EXTRACTED DATA Start Marker

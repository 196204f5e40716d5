use chrono::Local;
use tui::backend::Backend;
use tui::layout::{Alignment, Constraint, Layout, Rect};
use tui::style::{Color, Modifier, Style};
use tui::text::{Line, Span};
use tui::widgets::{Block, BorderType, Borders, Paragraph, Tabs, Wrap};
use tui::{Frame, Terminal};
use tui_logger::TuiLoggerWidget;

use crate::app::{App, MenuItem};
use crate::components::badge::StatusBadge;
use crate::state::loader::{ERROR_CHAR, LoadingState};
use crate::ui::layout::LayoutAreas;
use events_api::timeline::{PhaseState, format_full_date, timeline};
use events_api::{StatusInfo, Tournament};

static TABS: &[&str; 2] = &["Dashboard", "Detail"];

pub fn draw<B>(terminal: &mut Terminal<B>, app: &mut App, loading: LoadingState)
where
    B: Backend,
{
    let current_size = terminal.size().unwrap_or_default();
    if current_size.width <= 10 || current_size.height <= 10 {
        return;
    }

    let mut layout = LayoutAreas::new(current_size);

    let result = terminal.draw(|f| {
        layout.update(f.area(), app.settings.full_screen, app.state.show_logs);

        if !app.settings.full_screen {
            draw_tabs(f, layout.tab_bar, app);
        }

        match app.state.active_tab {
            MenuItem::Dashboard => draw_dashboard(f, layout.main, app),
            MenuItem::Detail => draw_detail(f, layout.main, app),
            MenuItem::Help => draw_placeholder(
                f,
                layout.main,
                "Help: q=quit  1=Dashboard  2=Detail  ↑/↓=move  Enter=open  Esc=back  r=reload  s=shuffle  f=full screen  \"=logs",
            ),
        }

        if let Some(logs) = layout.logs {
            draw_logs(f, logs);
        }

        draw_loading_spinner(f, f.area(), app, loading);
    });

    if let Err(e) = result {
        log::error!("draw failed: {e}");
    }
}

pub fn default_border<'a>(color: Color) -> Block<'a> {
    Block::default()
        .borders(Borders::ALL)
        .border_type(BorderType::Rounded)
        .border_style(Style::default().fg(color))
}

fn draw_tabs(f: &mut Frame, tab_bar: [Rect; 2], app: &App) {
    let style = Style::default().fg(Color::White);
    let border_type = BorderType::Rounded;

    let tab_index = match app.state.active_tab {
        MenuItem::Dashboard | MenuItem::Help => 0,
        MenuItem::Detail => 1,
    };

    let titles: Vec<Line> = TABS.iter().map(|t| Line::from(*t)).collect();
    let tabs = Tabs::new(titles)
        .block(
            Block::default()
                .borders(Borders::LEFT | Borders::BOTTOM | Borders::TOP)
                .border_type(border_type),
        )
        .highlight_style(Style::default().add_modifier(Modifier::UNDERLINED))
        .select(tab_index)
        .style(style);
    f.render_widget(tabs, tab_bar[0]);

    let help = Paragraph::new("Help: ? ")
        .alignment(Alignment::Right)
        .block(
            Block::default()
                .borders(Borders::RIGHT | Borders::BOTTOM | Borders::TOP)
                .border_type(border_type),
        )
        .style(style);
    f.render_widget(help, tab_bar[1]);
}

fn draw_dashboard(f: &mut Frame, area: Rect, app: &App) {
    let block = default_border(Color::White).title(" Tournaments ");
    let inner = block.inner(area);
    f.render_widget(block, area);

    let dashboard = &app.state.dashboard;
    let (Some(catalog), Some(listing)) = (dashboard.catalog.as_ref(), dashboard.listing()) else {
        draw_message(f, inner, &load_message(app, "Loading tournaments..."));
        return;
    };

    let [header, key_legend, content] =
        Layout::vertical([Constraint::Length(1), Constraint::Length(1), Constraint::Fill(1)])
            .areas(inner);

    let mut header_text = format!(
        "{} tournaments | updated {}",
        catalog.tournaments().len(),
        app.state.now.with_timezone(&Local).format("%H:%M")
    );
    if !catalog.rejected().is_empty() {
        header_text.push_str(&format!(" | {} rejected (see logs)", catalog.rejected().len()));
    }
    f.render_widget(Paragraph::new(header_text), header);
    f.render_widget(
        Paragraph::new("Keys: j/k=move  Enter=details  r=reload  s=shuffle  ?=help  q=quit")
            .style(Style::default().fg(Color::DarkGray)),
        key_legend,
    );

    if listing.is_empty() {
        draw_message(f, content, "No tournaments yet");
        return;
    }

    // One "now" for every row on screen.
    let statuses = catalog.statuses(app.state.now);
    let width = content.width as usize;
    let mut lines: Vec<Line> = Vec::new();
    let mut selected_line = 0;
    let mut row = 0;

    let sections = [("FEATURED", &listing.featured), ("ALL TOURNAMENTS", &listing.others)];
    for (title, tournaments) in sections {
        if tournaments.is_empty() {
            continue;
        }
        if !lines.is_empty() {
            lines.push(Line::default());
        }
        lines.push(Line::styled(
            title,
            Style::default().add_modifier(Modifier::BOLD),
        ));
        for t in tournaments.iter() {
            if row == dashboard.selected {
                selected_line = lines.len();
            }
            let selected = row == dashboard.selected;
            lines.push(tournament_row(t, statuses.get(&t.id), selected, width));
            row += 1;
        }
    }

    let visible = content.height as usize;
    let scroll = (selected_line + 1).saturating_sub(visible);
    f.render_widget(Paragraph::new(lines).scroll((scroll as u16, 0)), content);
}

fn tournament_row<'a>(
    t: &'a Tournament,
    status: Option<&StatusInfo>,
    selected: bool,
    width: usize,
) -> Line<'a> {
    let marker = if selected { '>' } else { ' ' };
    let name_style = if selected {
        Style::default().fg(Color::Yellow).add_modifier(Modifier::BOLD)
    } else {
        Style::default()
    };

    let mut spans = vec![
        Span::raw(format!("{marker} ")),
        Span::styled(t.name.as_str(), name_style),
        Span::styled(format!("  by {}", t.organizer), Style::default().fg(Color::DarkGray)),
    ];
    if t.recommended {
        spans.push(Span::styled("  recommended", Style::default().fg(Color::LightGreen)));
    }

    if let Some(info) = status {
        let badge = StatusBadge::new(info);
        let used: usize = spans.iter().map(|s| s.content.chars().count()).sum();
        let pad = width.saturating_sub(used + badge.width() as usize).max(1);
        spans.push(Span::raw(" ".repeat(pad)));
        spans.extend(badge.line().spans);
    }

    Line::from(spans)
}

fn draw_detail(f: &mut Frame, area: Rect, app: &App) {
    let block = default_border(Color::White).title(" Tournament ");
    let inner = block.inner(area);
    f.render_widget(block, area);

    let dashboard = &app.state.dashboard;
    let Some(catalog) = dashboard.catalog.as_ref() else {
        draw_message(f, inner, &load_message(app, "Loading..."));
        return;
    };
    let Some(id) = dashboard.detail_id else {
        draw_message(f, inner, "Select a tournament on the dashboard and press Enter");
        return;
    };
    let tournament = match catalog.get(id) {
        Ok(t) => t,
        Err(e) => {
            draw_message(f, inner, &format!("Tournament not found\n{e}\n\nEsc: back to dashboard"));
            return;
        }
    };

    let now = app.state.now;
    let status = tournament.status(now);
    let label = Style::default().fg(Color::DarkGray);
    let mut lines: Vec<Line> = Vec::new();

    let mut title = vec![
        Span::styled(tournament.name.as_str(), Style::default().add_modifier(Modifier::BOLD)),
        Span::raw("   "),
    ];
    title.extend(StatusBadge::new(&status).line().spans);
    lines.push(Line::from(title));
    lines.push(Line::default());
    lines.push(Line::raw(tournament.description_or_default()));
    lines.push(Line::default());
    lines.push(Line::from(vec![
        Span::styled("Organizer  ", label),
        Span::raw(tournament.organizer.as_str()),
    ]));
    if !tournament.tags.is_empty() {
        lines.push(Line::from(vec![
            Span::styled("Tags       ", label),
            Span::raw(tournament.tags.join(", ")),
        ]));
    }

    lines.push(Line::default());
    lines.push(Line::styled("SCHEDULE", Style::default().add_modifier(Modifier::BOLD)));
    let entries = timeline(&tournament.schedule, now);
    if entries.is_empty() {
        lines.push(Line::styled("  No phases scheduled", label));
    }
    for entry in entries {
        let (style, marker) = match entry.state {
            PhaseState::Current => (Style::default().fg(Color::Yellow), "▶"),
            PhaseState::Past => (
                Style::default().fg(Color::DarkGray).add_modifier(Modifier::CROSSED_OUT),
                " ",
            ),
            PhaseState::Upcoming => (Style::default().fg(Color::Gray), " "),
        };
        lines.push(Line::from(vec![
            Span::styled(format!("{marker} {:<20}", entry.name), style),
            Span::styled(format_full_date(entry.start_time, &Local), label),
            Span::styled(format!(" {}", entry.state.label()), style),
        ]));
    }

    lines.push(Line::default());
    lines.push(Line::from(vec![
        Span::styled("REGISTRATIONS  ", Style::default().add_modifier(Modifier::BOLD)),
        Span::styled(
            tournament.registrations.len().to_string(),
            Style::default().fg(Color::Yellow),
        ),
    ]));
    for (i, reg) in tournament.registrations.iter().enumerate() {
        let when = reg
            .registered_at
            .map(|at| at.with_timezone(&Local).format("%d.%m.%Y").to_string())
            .unwrap_or_default();
        lines.push(Line::from(vec![
            Span::raw(format!("  {:<30}", reg.display_name(i))),
            Span::styled(when, label),
        ]));
    }

    f.render_widget(
        Paragraph::new(lines)
            .wrap(Wrap { trim: false })
            .scroll((dashboard.detail_scroll, 0)),
        inner,
    );
}

fn load_message(app: &App, fallback: &str) -> String {
    match app.state.last_error.as_deref() {
        Some(err) => format!("Could not load tournaments:\n{err}"),
        None => fallback.to_string(),
    }
}

fn draw_message(f: &mut Frame, area: Rect, msg: &str) {
    f.render_widget(
        Paragraph::new(msg.to_string())
            .style(Style::default().fg(Color::DarkGray))
            .alignment(Alignment::Center),
        area,
    );
}

fn draw_placeholder(f: &mut Frame, area: Rect, msg: &str) {
    let block = default_border(Color::DarkGray);
    let inner = block.inner(area);
    f.render_widget(block, area);
    draw_message(f, inner, msg);
}

fn draw_logs(f: &mut Frame, area: Rect) {
    let logs = TuiLoggerWidget::default()
        .block(default_border(Color::DarkGray).title(" Logs "))
        .style_error(Style::default().fg(Color::Red))
        .style_warn(Style::default().fg(Color::Yellow))
        .style_info(Style::default().fg(Color::Gray));
    f.render_widget(logs, area);
}

fn draw_loading_spinner(f: &mut Frame, area: Rect, app: &App, loading: LoadingState) {
    if !loading.is_loading && loading.spinner_char != ERROR_CHAR {
        return;
    }
    let style = match loading.spinner_char {
        ERROR_CHAR => Style::default().fg(Color::Red),
        _ => Style::default().fg(Color::White),
    };
    let spinner = Paragraph::new(loading.spinner_char.to_string())
        .alignment(Alignment::Right)
        .style(style);
    let area = if app.settings.full_screen {
        Rect::new(area.width.saturating_sub(3), area.height.saturating_sub(2), 1, 1)
    } else {
        Rect::new(area.width.saturating_sub(11), 1, 1, 1)
    };
    f.render_widget(spinner, area);
}

#[cfg(test)]
mod tests {
    use super::*;
    use crate::state::app_settings::AppSettings;
    use chrono::{Duration, TimeZone, Utc};
    use events_api::catalog::Catalog;
    use serde_json::json;
    use tui::backend::TestBackend;

    fn app_with_catalog() -> App {
        let now = Utc.with_ymd_and_hms(2026, 3, 14, 12, 0, 0).unwrap();
        let payload = json!([
            { "eventId": 1, "eventName": "Spring Cup", "recommended": true,
              "eventStates": [{ "eventStateName": "Groups", "startTime": (now - Duration::hours(1)).to_rfc3339(),
                                "endTime": (now + Duration::minutes(30)).to_rfc3339() }] },
            { "eventId": 2, "eventName": "Winter Open" }
        ]);
        let mut app = App::new(AppSettings::default(), now);
        app.on_catalog_loaded(Catalog::from_json(&payload.to_string()).unwrap());
        app
    }

    fn screen(terminal: &Terminal<TestBackend>) -> String {
        let buffer = terminal.backend().buffer();
        let width = buffer.area.width as usize;
        buffer
            .content
            .chunks(width)
            .map(|row| row.iter().map(|c| c.symbol()).collect::<String>())
            .collect::<Vec<_>>()
            .join("\n")
    }

    #[test]
    fn dashboard_shows_sections_and_badges() {
        let mut app = app_with_catalog();
        let mut terminal = Terminal::new(TestBackend::new(100, 20)).unwrap();
        draw(&mut terminal, &mut app, LoadingState::default());

        let text = screen(&terminal);
        assert!(text.contains("FEATURED"));
        assert!(text.contains("ALL TOURNAMENTS"));
        assert!(text.contains("Ends in 30m"));
        assert!(text.contains("Date TBA"));
    }

    #[test]
    fn detail_shows_schedule() {
        let mut app = app_with_catalog();
        assert!(app.open_detail());
        let mut terminal = Terminal::new(TestBackend::new(100, 30)).unwrap();
        draw(&mut terminal, &mut app, LoadingState::default());

        let text = screen(&terminal);
        assert!(text.contains("Spring Cup"));
        assert!(text.contains("SCHEDULE"));
        assert!(text.contains("Groups"));
        assert!(text.contains("NOW"));
        assert!(text.contains("No description provided"));
    }

    #[test]
    fn missing_tournament_on_detail_tab() {
        let mut app = app_with_catalog();
        app.state.dashboard.detail_id = Some(404);
        app.update_tab(MenuItem::Detail);
        let mut terminal = Terminal::new(TestBackend::new(100, 20)).unwrap();
        draw(&mut terminal, &mut app, LoadingState::default());
        assert!(screen(&terminal).contains("Tournament not found"));
    }
}
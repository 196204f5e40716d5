use crate::wire::{NewEventPayload, NewEventState};
use chrono::{DateTime, SecondsFormat, Utc};
use std::fmt;

#[derive(Debug, Clone, PartialEq, Eq)]
pub enum DraftError {
    MissingName,
    PhaseOutOfRange(usize),
}

impl fmt::Display for DraftError {
    fn fmt(&self, f: &mut fmt::Formatter<'_>) -> fmt::Result {
        match self {
            DraftError::MissingName => write!(f, "Event name is required"),
            DraftError::PhaseOutOfRange(index) => write!(f, "No phase at position {index}"),
        }
    }
}

impl std::error::Error for DraftError {}

#[derive(Debug, Clone, PartialEq, Eq)]
pub struct DraftPhase {
    pub name: String,
    pub start_time: Option<DateTime<Utc>>,
    pub end_time: Option<DateTime<Utc>>,
}

/// Form state for a tournament that has not been created yet.
#[derive(Debug, Clone, PartialEq, Eq)]
pub struct EventDraft {
    pub name: String,
    pub description: String,
    pub icon_path: Option<String>,
    pub organizer: String,
    pub tags: Vec<String>,
    pub phases: Vec<DraftPhase>,
}

impl Default for EventDraft {
    fn default() -> Self {
        Self {
            name: "New Tournament".to_string(),
            description: "Describe your tournament here...".to_string(),
            icon_path: None,
            organizer: "You".to_string(),
            tags: Vec::new(),
            phases: Vec::new(),
        }
    }
}

impl EventDraft {
    pub fn new() -> Self {
        Self::default()
    }

    pub fn add_phase(&mut self, name: impl Into<String>) -> usize {
        self.phases.push(DraftPhase { name: name.into(), start_time: None, end_time: None });
        self.phases.len() - 1
    }

    pub fn remove_phase(&mut self, index: usize) -> Result<DraftPhase, DraftError> {
        if index >= self.phases.len() {
            return Err(DraftError::PhaseOutOfRange(index));
        }
        Ok(self.phases.remove(index))
    }

    pub fn set_phase_start(
        &mut self,
        index: usize,
        start: Option<DateTime<Utc>>,
    ) -> Result<(), DraftError> {
        self.phase_mut(index)?.start_time = start;
        Ok(())
    }

    pub fn set_phase_end(
        &mut self,
        index: usize,
        end: Option<DateTime<Utc>>,
    ) -> Result<(), DraftError> {
        self.phase_mut(index)?.end_time = end;
        Ok(())
    }

    fn phase_mut(&mut self, index: usize) -> Result<&mut DraftPhase, DraftError> {
        self.phases
            .get_mut(index)
            .ok_or(DraftError::PhaseOutOfRange(index))
    }

    pub fn validate(&self) -> Result<(), DraftError> {
        if self.name.trim().is_empty() {
            return Err(DraftError::MissingName);
        }
        Ok(())
    }

    /// Build the create payload. Only the name is mandatory; unscheduled
    /// phases are sent with empty times.
    pub fn to_payload(&self) -> Result<NewEventPayload, DraftError> {
        self.validate()?;

        let stamp = |t: Option<DateTime<Utc>>| {
            t.map(|t| t.to_rfc3339_opts(SecondsFormat::Secs, true))
                .unwrap_or_default()
        };

        Ok(NewEventPayload {
            event_name: self.name.clone(),
            event_description: self.description.clone(),
            icon_path: self.icon_path.clone().unwrap_or_default(),
            organizer_name: self.organizer.clone(),
            event_tags: self.tags.clone(),
            event_states: self
                .phases
                .iter()
                .map(|p| NewEventState {
                    event_state_name: p.name.clone(),
                    start_time: stamp(p.start_time),
                    end_time: stamp(p.end_time),
                })
                .collect(),
        })
    }
}
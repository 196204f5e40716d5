//! Status badge resolution: turns a schedule plus a caller-supplied "now"
//! into the short label shown next to every tournament.
//!
//! Nothing here reads a clock. Callers snapshot `now` once per refresh and
//! pass the same instant for every row so countdowns stay consistent.

use crate::{Phase, Schedule};
use chrono::{DateTime, Duration, Utc};

const MS_PER_MINUTE: i64 = 1000 * 60;
const MS_PER_HOUR: i64 = MS_PER_MINUTE * 60;
const MS_PER_DAY: i64 = MS_PER_HOUR * 24;

/// A deadline closer than this is flagged urgent.
pub const URGENT_WINDOW: Duration = Duration::milliseconds(MS_PER_DAY);

/// Semantic colour of a badge. Mapping to real colours is the renderer's job.
#[derive(Debug, Clone, Copy, PartialEq, Eq, Hash)]
pub enum ColorTag {
    Blue,
    Green,
    Orange,
    Yellow,
    Grey,
}

#[derive(Debug, Clone, Copy, PartialEq, Eq)]
pub enum StatusIcon {
    Finished,
    Urgent,
    Clock,
}

#[derive(Debug, Clone, PartialEq, Eq)]
pub struct StatusInfo {
    pub text: String,
    pub color: ColorTag,
    pub urgent: bool,
    pub finished: bool,
}

impl StatusInfo {
    fn new(text: impl Into<String>, color: ColorTag) -> Self {
        Self { text: text.into(), color, urgent: false, finished: false }
    }

    fn urgent(mut self, urgent: bool) -> Self {
        self.urgent = urgent;
        self
    }

    /// Finished wins over urgent; everything else gets the clock.
    pub fn icon(&self) -> StatusIcon {
        if self.finished {
            StatusIcon::Finished
        } else if self.urgent {
            StatusIcon::Urgent
        } else {
            StatusIcon::Clock
        }
    }
}

/// Countdown from `now` to `target`: "2d 4h", "3h 12m", "45m". Past targets give "0m".
pub fn format_duration(now: DateTime<Utc>, target: DateTime<Utc>) -> String {
    if target <= now {
        return "0m".to_string();
    }

    let diff = (target - now).num_milliseconds();
    let days = diff / MS_PER_DAY;
    let hours = (diff % MS_PER_DAY) / MS_PER_HOUR;
    let minutes = (diff % MS_PER_HOUR) / MS_PER_MINUTE;

    if days > 0 {
        format!("{days}d {hours}h")
    } else if hours > 0 {
        format!("{hours}h {minutes}m")
    } else {
        format!("{minutes}m")
    }
}

fn within_urgent_window(now: DateTime<Utc>, deadline: DateTime<Utc>) -> bool {
    deadline - now < URGENT_WINDOW
}

/// Resolve the badge for a schedule at `now`.
///
/// Priority:
///   1. no phases, registration window open or upcoming → "Reg in" / "Reg ends"
///   2. no phases otherwise → "Date TBA"
///   3. before the first phase → "Starts in"
///   4. after the last phase's end → "Finished"
///   5. inside a phase → "Ends in" / "Ongoing"
///   6. between phases → "Next:"
pub fn resolve_status(schedule: &Schedule, now: DateTime<Utc>) -> StatusInfo {
    if schedule.phases.is_empty() {
        return resolve_registration(schedule, now)
            .unwrap_or_else(|| StatusInfo::new("Date TBA", ColorTag::Grey));
    }

    let sorted = schedule.sorted_phases();
    let (Some(first), Some(last)) = (sorted.first(), sorted.last()) else {
        return StatusInfo::new("Date TBA", ColorTag::Grey);
    };

    if now < first.start_time {
        return StatusInfo::new(
            format!("Starts in {}", format_duration(now, first.start_time)),
            ColorTag::Blue,
        );
    }

    if let Some(last_end) = last.end_time
        && now > last_end
    {
        let mut info = StatusInfo::new("Finished", ColorTag::Grey);
        info.finished = true;
        return info;
    }

    if let Some(active) = sorted.iter().find(|p| p.contains(now)) {
        return resolve_active(active, now);
    }

    if let Some(next) = sorted.iter().find(|p| p.start_time > now) {
        return StatusInfo::new(
            format!("Next: {}", format_duration(now, next.start_time)),
            ColorTag::Yellow,
        );
    }

    StatusInfo::new("Ongoing", ColorTag::Green)
}

fn resolve_registration(schedule: &Schedule, now: DateTime<Utc>) -> Option<StatusInfo> {
    let window = schedule.registration_windows.first()?;

    if now < window.start_date {
        return Some(StatusInfo::new(
            format!("Reg in {}", format_duration(now, window.start_date)),
            ColorTag::Blue,
        ));
    }

    if now < window.registration_deadline {
        let info = StatusInfo::new(
            format!("Reg ends {}", format_duration(now, window.registration_deadline)),
            ColorTag::Green,
        );
        return Some(info.urgent(within_urgent_window(now, window.registration_deadline)));
    }

    // Deadline passed: the window no longer governs the badge.
    None
}

fn resolve_active(active: &Phase, now: DateTime<Utc>) -> StatusInfo {
    let Some(end) = active.end_time else {
        return StatusInfo::new("Ongoing", ColorTag::Green);
    };

    let urgent = within_urgent_window(now, end);
    let color = if urgent { ColorTag::Orange } else { ColorTag::Green };
    StatusInfo::new(format!("Ends in {}", format_duration(now, end)), color).urgent(urgent)
}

EXTRACTED DATA End Marker

### EXERCISE BRIEF:
Return all lines from the data that include the string "height".

### SOLUTION TO THIS TASK:
    if current_size.width <= 10 || current_size.height <= 10 {
    let visible = content.height as usize;
        Rect::new(area.width.saturating_sub(3), area.height.saturating_sub(2), 1, 1)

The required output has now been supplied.